Monday, Nov. 22, 1993
Black and Blue
By CHRISTOPHER JOHN FARLEY
Martin Lawrence says out loud the things most people are too shy to write even on bathroom walls, and young America loves him for it. The 28-year-old comic has a naughty new comedy album titled Talkin' Shthat's on Billboard magazine's best-seller chart. He's the host of HBO's stand-up-comic showcase Def Comedy Jam, a program that has become the proving ground for a new generation of Richard Pryor wannabes. He is also the star of Fox-TV's Martin, a black-themed slapstick sitcom that is one of the top-rated shows among teenagers, and, as Lawrence points out, his voice rising with excitement, "If Fox was broadcast everywhere, you never know, we might be Num-BER 1."
Martin, now in its second season, centers on a Detroit radio talk-show host (Lawrence) and his no-nonsense girlfriend (Tisha Campbell). Lawrence is such an animated performer, he is nearly a cartoon -- sunny, outgoing, impossible to dislike no matter how nasty he is being.
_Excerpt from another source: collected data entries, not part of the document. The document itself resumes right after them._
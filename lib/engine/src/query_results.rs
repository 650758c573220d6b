use rdf_quarry_model::Solution;

/// The outcome of a successful evaluation.
#[derive(Debug, Clone)]
pub enum QueryResults {
    /// SELECT results, possibly cut short by a timeout.
    Solutions(QuerySolutions),
    /// ASK result.
    Boolean(bool),
}

impl QueryResults {
    pub fn into_solutions(self) -> Option<QuerySolutions> {
        match self {
            Self::Solutions(solutions) => Some(solutions),
            Self::Boolean(_) => None,
        }
    }

    pub fn as_boolean(&self) -> Option<bool> {
        match self {
            Self::Boolean(value) => Some(*value),
            Self::Solutions(_) => None,
        }
    }
}

/// A materialized solution sequence with its completeness flag.
#[derive(Debug, Clone)]
pub struct QuerySolutions {
    solutions: Vec<Solution>,
    partial: bool,
}

impl QuerySolutions {
    pub(crate) fn new(solutions: Vec<Solution>, partial: bool) -> Self {
        Self { solutions, partial }
    }

    /// True when the deadline expired and the sequence is a prefix of the
    /// full result.
    pub fn is_partial(&self) -> bool {
        self.partial
    }

    pub fn len(&self) -> usize {
        self.solutions.len()
    }

    pub fn is_empty(&self) -> bool {
        self.solutions.is_empty()
    }

    pub fn iter(&self) -> std::slice::Iter<'_, Solution> {
        self.solutions.iter()
    }

    pub fn into_vec(self) -> Vec<Solution> {
        self.solutions
    }
}

impl<'a> IntoIterator for &'a QuerySolutions {
    type Item = &'a Solution;
    type IntoIter = std::slice::Iter<'a, Solution>;

    fn into_iter(self) -> Self::IntoIter {
        self.solutions.iter()
    }
}

impl IntoIterator for QuerySolutions {
    type Item = Solution;
    type IntoIter = std::vec::IntoIter<Solution>;

    fn into_iter(self) -> Self::IntoIter {
        self.solutions.into_iter()
    }
}
#[cfg(test)]
mod tests {
    use super::*;
    use rdf_quarry_model::Variable;

    fn plain(value: &str) -> Term {
        Literal::new(value).into()
    }

    fn tagged(value: &str, lang: &str) -> Term {
        Literal::new_language_tagged(value, lang).into()
    }

    fn string(value: &str) -> Term {
        Literal::new_typed(value, NamedNode::new(vocab::xsd::STRING)).into()
    }

    fn integer(value: i64) -> Term {
        Literal::new_typed(value.to_string(), NamedNode::new(vocab::xsd::INTEGER)).into()
    }

    fn contains(a: Term, b: Term) -> Result<Term, ExpressionError> {
        evaluate_function(Function::Contains, &[a, b])
    }

    fn is_true(result: Result<Term, ExpressionError>) -> bool {
        effective_boolean_value(&result.unwrap()).unwrap()
    }

    #[test]
    fn string_pair_decision_table() {
        // typed first
        assert!(is_true(contains(string("foo"), string("o"))));
        assert!(is_true(contains(string("foo"), plain("o"))));
        assert!(contains(string("foo"), tagged("o", "en")).is_err());
        // tagged first
        assert!(is_true(contains(tagged("foo", "en"), string("o"))));
        assert!(is_true(contains(tagged("foo", "en"), plain("o"))));
        assert!(is_true(contains(tagged("foo", "en"), tagged("o", "en"))));
        assert!(contains(tagged("foo", "en"), tagged("o", "fr")).is_err());
        // plain first
        assert!(is_true(contains(plain("foo"), string("o"))));
        assert!(is_true(contains(plain("foo"), plain("o"))));
        assert!(contains(plain("foo"), tagged("o", "en")).is_err());
    }

    #[test]
    fn non_string_typed_arguments_are_rejected() {
        assert!(contains(integer(42), plain("4")).is_err());
        assert!(contains(plain("foo"), integer(4)).is_err());
        assert!(contains(Term::from(NamedNode::new("http://example.org/")), plain("e")).is_err());
    }

    #[test]
    fn concat_result_forms() {
        let all_string = evaluate_function(Function::Concat, &[string("a"), string("b")]).unwrap();
        assert_eq!(
            all_string.as_literal().unwrap(),
            &Literal::new_typed("ab", NamedNode::new(vocab::xsd::STRING))
        );

        let shared_tag =
            evaluate_function(Function::Concat, &[tagged("a", "en"), tagged("b", "en")]).unwrap();
        assert_eq!(
            shared_tag.as_literal().unwrap(),
            &Literal::new_language_tagged("ab", "en")
        );

        let mixed_tags =
            evaluate_function(Function::Concat, &[tagged("a", "en"), tagged("b", "fr")]).unwrap();
        assert_eq!(mixed_tags.as_literal().unwrap(), &Literal::new("ab"));

        let mixed_kinds =
            evaluate_function(Function::Concat, &[string("a"), plain("b")]).unwrap();
        assert_eq!(mixed_kinds.as_literal().unwrap(), &Literal::new("ab"));

        assert!(evaluate_function(Function::Concat, &[string("a"), integer(1)]).is_err());
    }

    #[test]
    fn substr_is_one_based_and_clamping() {
        let substr = |value: Term, args: &[Term]| {
            let mut all = vec![value];
            all.extend_from_slice(args);
            evaluate_function(Function::SubStr, &all)
                .unwrap()
                .as_literal()
                .unwrap()
                .value()
                .to_owned()
        };
        assert_eq!(substr(plain("hello"), &[integer(2)]), "ello");
        assert_eq!(substr(plain("hello"), &[integer(2), integer(3)]), "ell");
        assert_eq!(substr(plain("hello"), &[integer(-5)]), "hello");
        assert_eq!(substr(plain("hello"), &[integer(100)]), "");
        assert_eq!(substr(plain("hello"), &[integer(1), integer(0)]), "");
        assert_eq!(substr(plain("hello"), &[integer(4), integer(10)]), "lo");
    }

    #[test]
    fn substr_preserves_language_and_datatype() {
        let tagged_result =
            evaluate_function(Function::SubStr, &[tagged("hello", "en"), integer(2)]).unwrap();
        assert_eq!(
            tagged_result.as_literal().unwrap(),
            &Literal::new_language_tagged("ello", "en")
        );
        let typed_result =
            evaluate_function(Function::SubStr, &[string("hello"), integer(100)]).unwrap();
        assert_eq!(
            typed_result.as_literal().unwrap(),
            &Literal::new_typed("", NamedNode::new(vocab::xsd::STRING))
        );
    }

    #[test]
    fn substr_rejects_non_numeric_indexes() {
        assert!(evaluate_function(Function::SubStr, &[plain("hello"), plain("2")]).is_err());
        assert!(matches!(
            evaluate_function(Function::SubStr, &[plain("hello"), string("2")]),
            Err(ExpressionError::NonNumericArgument { .. })
        ));
    }

    #[test]
    fn case_functions_preserve_the_literal_form() {
        let result = evaluate_function(Function::UCase, &[tagged("chat", "fr")]).unwrap();
        assert_eq!(
            result.as_literal().unwrap(),
            &Literal::new_language_tagged("CHAT", "fr")
        );
        let result = evaluate_function(Function::LCase, &[string("ABC")]).unwrap();
        assert_eq!(
            result.as_literal().unwrap(),
            &Literal::new_typed("abc", NamedNode::new(vocab::xsd::STRING))
        );
    }

    #[test]
    fn strlen_counts_characters() {
        let result = evaluate_function(Function::StrLen, &[plain("héllo")]).unwrap();
        assert_eq!(result, integer(5));
    }

    #[test]
    fn lang_matches_ranges() {
        let lm = |lang: &str, range: &str| {
            is_true(evaluate_function(
                Function::LangMatches,
                &[plain(lang), plain(range)],
            ))
        };
        assert!(lm("en", "en"));
        assert!(lm("en-GB", "en"));
        assert!(lm("en", "*"));
        assert!(!lm("", "*"));
        assert!(!lm("fr", "en"));
    }

    #[test]
    fn numeric_equality_crosses_datatypes() {
        let decimal: Term =
            Literal::new_typed("4.0", NamedNode::new(vocab::xsd::DECIMAL)).into();
        assert!(equals(&integer(4), &decimal).unwrap());
        assert!(!equals(&integer(4), &integer(5)).unwrap());
    }

    #[test]
    fn unknown_typed_literal_pairs_are_incomparable() {
        let custom = |v: &str| {
            Term::from(Literal::new_typed(
                v,
                NamedNode::new("http://example.org/custom"),
            ))
        };
        assert!(equals(&custom("a"), &custom("a")).unwrap());
        assert!(equals(&custom("a"), &custom("b")).is_err());
    }

    #[test]
    fn effective_boolean_values() {
        assert!(effective_boolean_value(&plain("x")).unwrap());
        assert!(!effective_boolean_value(&plain("")).unwrap());
        assert!(effective_boolean_value(&integer(3)).unwrap());
        assert!(!effective_boolean_value(&integer(0)).unwrap());
        assert!(!effective_boolean_value(&boolean_literal(false)).unwrap());
        assert!(effective_boolean_value(&Term::from(NamedNode::new("http://example.org/"))).is_err());
    }

    #[test]
    fn unbound_variables_error_but_bound_reports_them() {
        let solution = Solution::new();
        let v = Variable::new("x");
        assert!(matches!(
            evaluate(&Expression::Variable(v.clone()), &solution),
            Err(ExpressionError::UnboundVariable(_))
        ));
        assert!(!is_true(evaluate(&Expression::Bound(v), &solution)));
    }
}
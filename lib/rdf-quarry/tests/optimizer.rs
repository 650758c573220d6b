//! End-to-end checks of the rewrite pipeline: parse a query, run the full
//! optimizer, and assert on the rendered algebra.

use rdf_quarry::algebra::{Optimizer, Query};
use rdf_quarry::engine::{EvaluationContext, MemoryDataset, SimpleEvaluator};
use rdf_quarry::model::{NamedNode, Triple};

fn optimized(text: &str) -> String {
    let mut query = Query::parse(text, None).unwrap();
    Optimizer::optimize(&mut query);
    query.pattern().to_string()
}

#[test]
fn ask_bgp_stops_at_the_first_solution() {
    assert_eq!(
        optimized("ASK { ?s ?p ?o }"),
        "(ask-bgp (triple ?s ?p ?o))"
    );
}

#[test]
fn ask_union_specializes_both_branches() {
    assert_eq!(
        optimized(
            "PREFIX ex: <http://example.org/> \
             ASK { { ?s ex:p ?o } UNION { ?s ex:q ?o } }"
        ),
        "(ask-union (ask-bgp (triple ?s <http://example.org/p> ?o)) \
         (ask-bgp (triple ?s <http://example.org/q> ?o)))"
    );
}

#[test]
fn limit_and_offset_propagate_into_a_lazy_bgp() {
    assert_eq!(
        optimized("SELECT ?s WHERE { ?s ?p ?o } LIMIT 10 OFFSET 5"),
        "(slice 5 10 (project (?s) (lazy-bgp 15 (triple ?s ?p ?o))))"
    );
}

#[test]
fn order_by_blocks_the_lazy_specialization() {
    let rewritten = optimized("SELECT ?s WHERE { ?s ?p ?o } ORDER BY ?s LIMIT 10");
    assert!(rewritten.contains("(bgp "), "{rewritten}");
    assert!(!rewritten.contains("lazy-bgp"), "{rewritten}");
}

#[test]
fn selective_patterns_run_first_and_filters_split_the_bgp() {
    let rewritten = optimized(
        "PREFIX ex: <http://example.org/> \
         SELECT * WHERE { ?s ?p ?o . ?s ex:name ?name FILTER(?name = \"x\") }",
    );
    assert!(
        rewritten.contains(
            "(join (filter (= ?name \"x\") \
             (bgp (triple ?s <http://example.org/name> ?name))) \
             (bgp (triple ?s ?p ?o)))"
        ),
        "{rewritten}"
    );
}

#[test]
fn variable_equality_filters_become_extends() {
    let rewritten = optimized(
        "PREFIX ex: <http://example.org/> \
         SELECT * WHERE { ?a ex:p ?c . ?b ex:q ?d FILTER(?a = ?b) }",
    );
    assert!(rewritten.contains("(extend (?b ?a)"), "{rewritten}");
    assert!(
        rewritten.contains("(triple ?a <http://example.org/q> ?d)"),
        "{rewritten}"
    );
    assert!(!rewritten.contains("(filter"), "{rewritten}");
}

#[test]
fn accept_all_equality_becomes_a_filtered_product_instead() {
    let rewritten = optimized("SELECT * WHERE { ?a ?b ?c . ?d ?e ?f FILTER(?a = ?d) }");
    assert!(
        rewritten.contains(
            "(filtered-product (= ?a ?d) (bgp (triple ?a ?b ?c)) (bgp (triple ?d ?e ?f)))"
        ),
        "{rewritten}"
    );
}

#[test]
fn cross_component_comparisons_become_filtered_products() {
    let rewritten = optimized(
        "PREFIX ex: <http://example.org/> \
         SELECT * WHERE { ?a ex:p ?b . ?c ex:q ?d FILTER(?b < ?d) }",
    );
    assert!(
        rewritten.contains(
            "(filtered-product (< ?b ?d) \
             (bgp (triple ?a <http://example.org/p> ?b)) \
             (bgp (triple ?c <http://example.org/q> ?d)))"
        ),
        "{rewritten}"
    );
}

#[test]
fn pushed_filters_preserve_solutions_of_partially_binding_unions() {
    // The join, not the union operand, binds ?z for the first branch, so
    // the filter must not move into the union. The rewritten plan has to
    // return exactly what the unoptimized tree returns.
    let iri = |s: &str| NamedNode::new(format!("http://example.org/{s}"));
    let mut dataset = MemoryDataset::new();
    dataset.insert(Triple::new(iri("s1"), iri("a"), iri("o1")));
    dataset.insert(Triple::new(iri("z1"), iri("r"), iri("w1")));
    let text = "PREFIX ex: <http://example.org/> \
         SELECT * WHERE { { { ?s ex:a ?o } UNION { ?s ex:b ?z } } \
         ?z ex:r ?w FILTER(?z = ex:z1) }";
    let count = |query: &Query| {
        let context = EvaluationContext::new(query, 0);
        SimpleEvaluator::new(&dataset, &context)
            .evaluate(query.pattern())
            .unwrap()
            .len()
    };
    let plain = Query::parse(text, None).unwrap();
    let mut rewritten = Query::parse(text, None).unwrap();
    Optimizer::optimize(&mut rewritten);
    assert_eq!(count(&plain), 1);
    assert_eq!(count(&rewritten), count(&plain));
}

#[test]
fn optional_right_sides_disqualify_the_implicit_join() {
    let rewritten = optimized(
        "PREFIX ex: <http://example.org/> \
         SELECT * WHERE { ?a ex:p ?c OPTIONAL { ?b ex:q ?a } FILTER(?a = ?b) }",
    );
    assert!(rewritten.contains("(filter (= ?a ?b)"), "{rewritten}");
}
During a typical show, he'll also play any number of wild supporting characters, as broadly drawn as a third-grader's art-class project. An auto mechanic who won't stop singing soul songs. A runny-nosed child with an MIA mother. An extension-wearing, finger-snapping round-the-way girl from across the hall. Martin is a post- Cosby Show farce, a show for the I-am-not-a-role-model Age of Charles Barkley, a comic romp that puts the "id" back in video. Says Lawrence: "If I can get away with it, and it's something that happens in life, I go with it."
In a speech last year, comedy great Bill Cosby was critical of the "vulgarity" of shows such as Martin. After all, the Cosby Show was able to be hugely funny with material that didn't make you squirm if your grandmother entered the room. "I don't think Martin is a show that's projecting us forward," says Dr. Alvin Poussaint, professor of psychiatry at Harvard University Medical School and a former consultant to the Cosby Show. "Cosby was concerned about the limited range of roles blacks were playing on TV. Most sitcoms show a street-smart buffoonish image, but there are so many other images in the black community. Shucking and jivving is not representative of black America."
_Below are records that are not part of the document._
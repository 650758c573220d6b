use crate::context::EvaluationContext;
use crate::dataset::Dataset;
use crate::error::EvaluationError;
use crate::eval::SimpleEvaluator;
use crate::query_results::{QueryResults, QuerySolutions};
use rdf_quarry_algebra::{Optimizer, Query, QueryForm};
use std::sync::atomic::{AtomicU64, Ordering};
use std::sync::Arc;
use std::time::Instant;

/// The default query timeout: three minutes.
pub const DEFAULT_QUERY_TIMEOUT_MS: u64 = 180_000;

/// The query engine over a dataset.
///
/// The engine is cheap to share; the default timeout can be adjusted at any
/// time and applies to queries that do not carry their own.
pub struct QueryEngine {
    dataset: Arc<dyn Dataset>,
    default_timeout_ms: AtomicU64,
}

impl QueryEngine {
    pub fn new(dataset: Arc<dyn Dataset>) -> Self {
        Self {
            dataset,
            default_timeout_ms: AtomicU64::new(DEFAULT_QUERY_TIMEOUT_MS),
        }
    }

    pub fn default_timeout_ms(&self) -> u64 {
        self.default_timeout_ms.load(Ordering::Relaxed)
    }

    /// Sets the engine-wide default timeout in milliseconds; zero disables
    /// it.
    pub fn set_default_timeout_ms(&self, timeout_ms: u64) {
        self.default_timeout_ms.store(timeout_ms, Ordering::Relaxed);
    }

    /// Optimizes and evaluates the query, recording its wall-clock time on
    /// the query itself. The timing is recorded even when evaluation fails.
    pub fn process_query(&self, query: &mut Query) -> Result<QueryResults, EvaluationError> {
        Optimizer::optimize(query);
        let context = EvaluationContext::new(query, self.default_timeout_ms());
        let evaluator = SimpleEvaluator::new(self.dataset.as_ref(), &context);

        let started = Instant::now();
        let evaluated = evaluator.evaluate(query.pattern());
        query.set_execution_time(started.elapsed());
        let solutions = evaluated?;

        Ok(match query.form() {
            QueryForm::Ask => QueryResults::Boolean(!solutions.is_empty()),
            QueryForm::Select => {
                QueryResults::Solutions(QuerySolutions::new(solutions, context.timed_out()))
            }
        })
    }
}

#[cfg(test)]
mod tests {
    use super::*;
    use crate::dataset::MemoryDataset;
    use rdf_quarry_model::{NamedNode, Triple};

    fn engine() -> QueryEngine {
        let mut dataset = MemoryDataset::new();
        let iri = |s: &str| NamedNode::new(format!("http://example.org/{s}"));
        dataset.insert(Triple::new(iri("a"), iri("p"), iri("b")));
        dataset.insert(Triple::new(iri("b"), iri("p"), iri("c")));
        QueryEngine::new(Arc::new(dataset))
    }

    #[test]
    fn ask_returns_a_boolean() {
        let engine = engine();
        let mut query =
            Query::parse("ASK { <http://example.org/a> <http://example.org/p> ?o }", None)
                .unwrap();
        let results = engine.process_query(&mut query).unwrap();
        assert_eq!(results.as_boolean(), Some(true));

        let mut query =
            Query::parse("ASK { <http://example.org/c> <http://example.org/p> ?o }", None)
                .unwrap();
        let results = engine.process_query(&mut query).unwrap();
        assert_eq!(results.as_boolean(), Some(false));
    }

    #[test]
    fn select_returns_solutions_and_records_timing() {
        let engine = engine();
        let mut query = Query::parse("SELECT ?s WHERE { ?s ?p ?o }", None).unwrap();
        assert!(query.execution_time().is_none());
        let results = engine.process_query(&mut query).unwrap();
        let solutions = results.into_solutions().unwrap();
        assert_eq!(solutions.len(), 2);
        assert!(!solutions.is_partial());
        assert!(query.execution_time().is_some());
    }

    #[test]
    fn default_timeout_is_adjustable() {
        let engine = engine();
        assert_eq!(engine.default_timeout_ms(), DEFAULT_QUERY_TIMEOUT_MS);
        engine.set_default_timeout_ms(0);
        assert_eq!(engine.default_timeout_ms(), 0);
    }
}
Lawrence shrugs off criticism. "Cosby's gonna do his thing, and I'm gonna do mine," he says. "Whichever one makes you laugh, you take it and enjoy , it." Lawrence's just-say-ha attitude is the result of an upbringing that wasn't a lot of laughs. His father, a sergeant in the Air Force, divorced his mother when he was eight. The family moved around a lot, with stops in Brooklyn, New York, and Landover, Maryland. "Sometimes you gotta laugh to keep from crying," says Lawrence's sister (and personal assistant) Rae Proctor. "We were poor. Mother raised us, six of us, when she was working as a cashier." Lawrence made his family laugh, then he made people on his street laugh. Then, realizing that he could earn a living at this, he headed off to the comedy-club circuit. Hip-hop mogul Russell Simmons was impressed with Lawrence's "natural charm and presence" and hired him as host of Def Comedy Jam. Lawrence also landed scene-stealing minor roles in movies like Spike Lee's Do the Right Thing. "To attain universal appeal, the conventional wisdom is that you should dilute, homogenize black comedy," says filmmaker Warrington Hudlin, who cast Lawrence in House Party and Boomerang. "His approach is just the opposite." In January Lawrence will release a comedy concert film.
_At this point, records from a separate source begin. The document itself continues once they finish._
use crate::error::DatasetError;
use rdf_quarry_model::{NamedNode, Term, Triple};
use std::collections::BTreeMap;

/// The graph a pattern is currently matched against.
#[derive(Debug, Clone, PartialEq, Eq)]
pub enum ActiveGraph {
    Default,
    Named(NamedNode),
}

pub type TripleIter<'a> = Box<dyn Iterator<Item = Result<Triple, DatasetError>> + 'a>;

/// A pattern-matching oracle over an RDF dataset.
///
/// The engine only ever asks for the triples of one graph matching a
/// partially ground pattern; everything else (joins, filters, ordering) is
/// the evaluator's job. Errors surface per item so streaming backends can
/// fail mid-iteration.
pub trait Dataset: Send + Sync {
    fn triples_matching<'a>(
        &'a self,
        graph: &ActiveGraph,
        subject: Option<&Term>,
        predicate: Option<&NamedNode>,
        object: Option<&Term>,
    ) -> TripleIter<'a>;

    /// The names of all named graphs, for GRAPH patterns with a variable
    /// selector.
    fn named_graphs(&self) -> Result<Vec<NamedNode>, DatasetError>;
}

/// A simple in-memory dataset for embedding and tests.
#[derive(Debug, Clone, Default)]
pub struct MemoryDataset {
    default_graph: Vec<Triple>,
    named_graphs: BTreeMap<NamedNode, Vec<Triple>>,
}

impl MemoryDataset {
    pub fn new() -> Self {
        Self::default()
    }

    pub fn insert(&mut self, triple: Triple) {
        self.default_graph.push(triple);
    }

    pub fn insert_named(&mut self, graph: NamedNode, triple: Triple) {
        self.named_graphs.entry(graph).or_default().push(triple);
    }

    pub fn len(&self) -> usize {
        self.default_graph.len() + self.named_graphs.values().map(Vec::len).sum::<usize>()
    }

    pub fn is_empty(&self) -> bool {
        self.len() == 0
    }
}

impl Dataset for MemoryDataset {
    fn triples_matching<'a>(
        &'a self,
        graph: &ActiveGraph,
        subject: Option<&Term>,
        predicate: Option<&NamedNode>,
        object: Option<&Term>,
    ) -> TripleIter<'a> {
        let triples = match graph {
            ActiveGraph::Default => Some(&self.default_graph),
            ActiveGraph::Named(name) => self.named_graphs.get(name),
        };
        let Some(triples) = triples else {
            return Box::new(std::iter::empty());
        };
        let subject = subject.cloned();
        let predicate = predicate.cloned();
        let object = object.cloned();
        Box::new(
            triples
                .iter()
                .filter(move |t| {
                    subject.as_ref().map_or(true, |s| t.subject == *s)
                        && predicate.as_ref().map_or(true, |p| t.predicate == *p)
                        && object.as_ref().map_or(true, |o| t.object == *o)
                })
                .map(|t| Ok(t.clone())),
        )
    }

    fn named_graphs(&self) -> Result<Vec<NamedNode>, DatasetError> {
        Ok(self.named_graphs.keys().cloned().collect())
    }
}

#[cfg(test)]
mod tests {
    use super::*;

    fn iri(s: &str) -> NamedNode {
        NamedNode::new(format!("http://example.org/{s}"))
    }

    #[test]
    fn matches_by_bound_positions() {
        let mut dataset = MemoryDataset::new();
        dataset.insert(Triple::new(iri("a"), iri("p"), iri("b")));
        dataset.insert(Triple::new(iri("a"), iri("q"), iri("c")));
        dataset.insert(Triple::new(iri("d"), iri("p"), iri("b")));

        let by_predicate: Vec<_> = dataset
            .triples_matching(&ActiveGraph::Default, None, Some(&iri("p")), None)
            .collect::<Result<_, _>>()
            .unwrap();
        assert_eq!(by_predicate.len(), 2);

        let subject = Term::from(iri("a"));
        let fully: Vec<_> = dataset
            .triples_matching(
                &ActiveGraph::Default,
                Some(&subject),
                Some(&iri("q")),
                None,
            )
            .collect::<Result<_, _>>()
            .unwrap();
        assert_eq!(fully.len(), 1);
    }

    #[test]
    fn named_graphs_are_separate() {
        let mut dataset = MemoryDataset::new();
        dataset.insert(Triple::new(iri("a"), iri("p"), iri("b")));
        dataset.insert_named(iri("g"), Triple::new(iri("x"), iri("p"), iri("y")));

        let in_default: Vec<_> = dataset
            .triples_matching(&ActiveGraph::Default, None, None, None)
            .collect::<Result<_, _>>()
            .unwrap();
        assert_eq!(in_default.len(), 1);

        let in_named: Vec<_> = dataset
            .triples_matching(&ActiveGraph::Named(iri("g")), None, None, None)
            .collect::<Result<_, _>>()
            .unwrap();
        assert_eq!(in_named[0].subject, Term::from(iri("x")));
        assert_eq!(dataset.named_graphs().unwrap(), vec![iri("g")]);

        let missing: Vec<_> = dataset
            .triples_matching(&ActiveGraph::Named(iri("nope")), None, None, None)
            .collect();
        assert!(missing.is_empty());
    }
}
Broad humor and racial issues are hard to balance -- just ask Ted Danson and his ex-girlfriend Whoopi Goldberg. But Lawrence is a sort of Afrocentric clown, and he has an insightful edginess that, when he chooses to display it, can raise his sitcom work above the level of stereotype. In one Martin episode Lawrence is in a shoe store when a white customer mistakes him for a store employee. "I don't work here," he says, with the disgust that many professional blacks have felt when they are mistaken for the help. When Lawrence invites friends over to watch boxing, he sports a FREE MIKE TYSON T shirt. All this material is part of the reason Martin won an N.A.A.C.P. Image Award.
The show also features something that's not seen often enough on TV: a black man and a black woman in a long-term romance. Recently there's been talk that Lawrence is settling down. "There is someone special in my life," he confides, suddenly as gooey as a Gummi Bear. Then he recovers and in a flash works up the good-natured energy he displays on his sitcom. "But I still love the ladies. Martin loves the ladies!" He's too busy to be too serious. He's a comic on the laugh track to stardom.